The etiology of exaggerated fibrous capsule formation around silicone mammary implants (SMI) is multifactorial but primarily induced by immune mechanisms towards the foreign material silicone. The aim of this work was to understand the disease progression from implant insertion and immediate tissue damage response reflected in (a) the acute wound proteome and (b) the adsorption of chronic inflammatory wound proteins at implant surfaces. An intraindividual relative quantitation TMT-liquid chromatography-tandem mass spectrometry approach was applied to the profile wound proteome formed around SMI in the first five days post-implantation. Compared to plasma, the acute wound profile resembled a more complex composition comprising plasma-derived and locally differentially expressed proteins (DEPs). DEPs were subjected to a functional enrichment analysis, which revealed the dysregulation of signaling pathways mainly involved in immediate inflammation response and ECM turnover. Moreover, we found time-course variations in protein enrichment immediately post-implantation, which were adsorbed to SMI surfaces after 6-8 months. Characterization of the expander-adhesive proteome by a label-free approach uncovered a long-term adsorbed acute wound and the fibrosis-associated proteome. Our findings propose a wound biomarker panel for the early detection and diagnosis of excessive fibrosis that could potentially broaden insights into the characteristics of fibrotic implant encapsulation.

Automated summary

Exaggerated fibrous capsule formation around silicone mammary implants (SMI) is primarily induced by immune mechanisms towards silicone.

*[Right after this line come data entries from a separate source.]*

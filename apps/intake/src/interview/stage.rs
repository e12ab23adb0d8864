//! Intake stages and the pure transition function that drives them.
//!
//! `advance` never performs I/O. Steps that need the outside world
//! (`GenerateQuestions`, `Terminate`) are handed back to the controller.

use std::fmt;

use serde::{Deserialize, Serialize};

use crate::interview::validation::{
    contains_exit_keyword, is_valid_email, is_valid_name, is_valid_phone, parse_experience,
    ExperienceError, MIN_NAME_CHARS,
};
use crate::models::candidate::CandidateRecord;

/// One pending field of the intake, in the order they are collected.
#[derive(Debug, Clone, Copy, Default, PartialEq, Eq, Hash, Serialize, Deserialize)]
#[serde(rename_all = "snake_case")]
pub enum Stage {
    #[default]
    Greeting,
    Name,
    Email,
    Phone,
    Experience,
    Position,
    Location,
    TechStack,
    TechnicalQuestions,
    Complete,
}

impl Stage {
    pub const ORDER: [Stage; 10] = [
        Stage::Greeting,
        Stage::Name,
        Stage::Email,
        Stage::Phone,
        Stage::Experience,
        Stage::Position,
        Stage::Location,
        Stage::TechStack,
        Stage::TechnicalQuestions,
        Stage::Complete,
    ];

    /// The following stage. `Complete` is terminal.
    pub fn next(self) -> Stage {
        let idx = Self::ORDER.iter().position(|s| *s == self).unwrap_or(0);
        Self::ORDER
            .get(idx + 1)
            .copied()
            .unwrap_or(Stage::Complete)
    }

    pub fn as_str(self) -> &'static str {
        match self {
            Stage::Greeting => "greeting",
            Stage::Name => "name",
            Stage::Email => "email",
            Stage::Phone => "phone",
            Stage::Experience => "experience",
            Stage::Position => "position",
            Stage::Location => "location",
            Stage::TechStack => "tech_stack",
            Stage::TechnicalQuestions => "technical_questions",
            Stage::Complete => "complete",
        }
    }
}

impl fmt::Display for Stage {
    fn fmt(&self, f: &mut fmt::Formatter<'_>) -> fmt::Result {
        f.write_str(self.as_str())
    }
}

pub const WELCOME: &str = "Welcome to the Hiring Assistant!\n\n\
I'm here to help you through our initial screening process. \
Let's get started by collecting some basic information about you.\n\n\
Could you please provide your full name?";

pub const ASK_PHONE: &str =
    "Thank you. What is your phone number? (Please include country code, e.g., +1234567890)";
pub const ASK_EXPERIENCE: &str = "How many years of professional experience do you have?";
pub const ASK_POSITION: &str = "What position(s) are you interested in?";
pub const ASK_LOCATION: &str = "What is your current location?";
pub const ASK_TECH_STACK: &str = "Please list the technologies you are proficient in.\n\
Include:\n\
- Programming Languages\n\
- Frameworks\n\
- Databases\n\
- Tools\n\n\
Example: Python, Django, React, PostgreSQL, Docker";

pub const INVALID_EMAIL: &str = "Invalid email format. Please enter a valid email address.";
pub const INVALID_PHONE: &str =
    "Invalid phone number. Please enter a valid phone number with country code.";
pub const EXPERIENCE_NOT_A_NUMBER: &str = "Please enter a numeric value for years of experience.";
pub const EXPERIENCE_OUT_OF_RANGE: &str =
    "Please enter a valid number of years (between 0 and 50).";
pub const EMPTY_POSITION: &str = "Please tell us which position(s) you are interested in.";

fn invalid_name() -> String {
    format!("Please enter a valid name (at least {MIN_NAME_CHARS} characters).")
}

/// Outcome of feeding one normalized input to a stage.
#[derive(Debug, Clone, PartialEq, Eq)]
pub enum Step {
    /// Input accepted; move to `next` and show `reply`.
    Advance { next: Stage, reply: String },
    /// Input rejected; stay on the current stage.
    Reject { reply: String },
    /// Answer recorded; ask the next technical question.
    NextQuestion { reply: String },
    /// Tech stack recorded; the controller must fetch questions.
    GenerateQuestions,
    /// End the conversation and persist.
    Terminate,
}

fn advance_to(stage: Stage, reply: impl Into<String>) -> Step {
    Step::Advance {
        next: stage.next(),
        reply: reply.into(),
    }
}

fn reject(reply: impl Into<String>) -> Step {
    Step::Reject {
        reply: reply.into(),
    }
}

/// Trims and lower-cases raw user input.
pub fn normalize(raw: &str) -> String {
    raw.trim().to_lowercase()
}

/// Applies `input` (already normalized) to `stage`, mutating `record` for
/// accepted fields.
///
/// Exit keywords win over every stage. In `TechnicalQuestions` the answer is
/// appended and the answer count doubles as the question index.
pub fn advance(stage: Stage, record: &mut CandidateRecord, input: &str) -> Step {
    if contains_exit_keyword(input) {
        return Step::Terminate;
    }

    match stage {
        Stage::Greeting => advance_to(stage, WELCOME),
        Stage::Name => {
            if !is_valid_name(input) {
                return reject(invalid_name());
            }
            record.full_name = Some(input.to_string());
            advance_to(
                stage,
                format!("Nice to meet you, {input}! What is your email address?"),
            )
        }
        Stage::Email => {
            if !is_valid_email(input) {
                return reject(INVALID_EMAIL);
            }
            record.email = Some(input.to_string());
            advance_to(stage, ASK_PHONE)
        }
        Stage::Phone => {
            if !is_valid_phone(input) {
                return reject(INVALID_PHONE);
            }
            record.phone = Some(input.to_string());
            advance_to(stage, ASK_EXPERIENCE)
        }
        Stage::Experience => match parse_experience(input) {
            Ok(years) => {
                record.years_experience = Some(years);
                advance_to(stage, ASK_POSITION)
            }
            Err(ExperienceError::NotANumber) => reject(EXPERIENCE_NOT_A_NUMBER),
            Err(ExperienceError::OutOfRange) => reject(EXPERIENCE_OUT_OF_RANGE),
        },
        Stage::Position => {
            if input.is_empty() {
                return reject(EMPTY_POSITION);
            }
            record.desired_positions = Some(input.to_string());
            advance_to(stage, ASK_LOCATION)
        }
        Stage::Location => {
            record.current_location = Some(input.to_string());
            advance_to(stage, ASK_TECH_STACK)
        }
        Stage::TechStack => {
            record.tech_stack = Some(input.to_string());
            Step::GenerateQuestions
        }
        Stage::TechnicalQuestions => {
            record.technical_answers.push(input.to_string());
            let index = record.technical_answers.len();
            match record.technical_questions.get(index) {
                Some(question) => Step::NextQuestion {
                    reply: question.clone(),
                },
                None => Step::Terminate,
            }
        }
        Stage::Complete => Step::Terminate,
    }
}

This study aimed to understand the disease progression from implant insertion and immediate tissue damage response. A proteomic analysis revealed a complex composition of acute wound profile and differential protein expression on the implant surfaces. Dysregulation of signaling pathways involved in inflammation and extracellular matrix turnover was observed. Time-course variations in protein enrichment immediately post-implantation and long-term adsorption of acute wound and fibrosis-associated proteins were identified. The findings propose a potential biomarker panel for early detection and diagnosis of excessive fibrosis in implant encapsulation.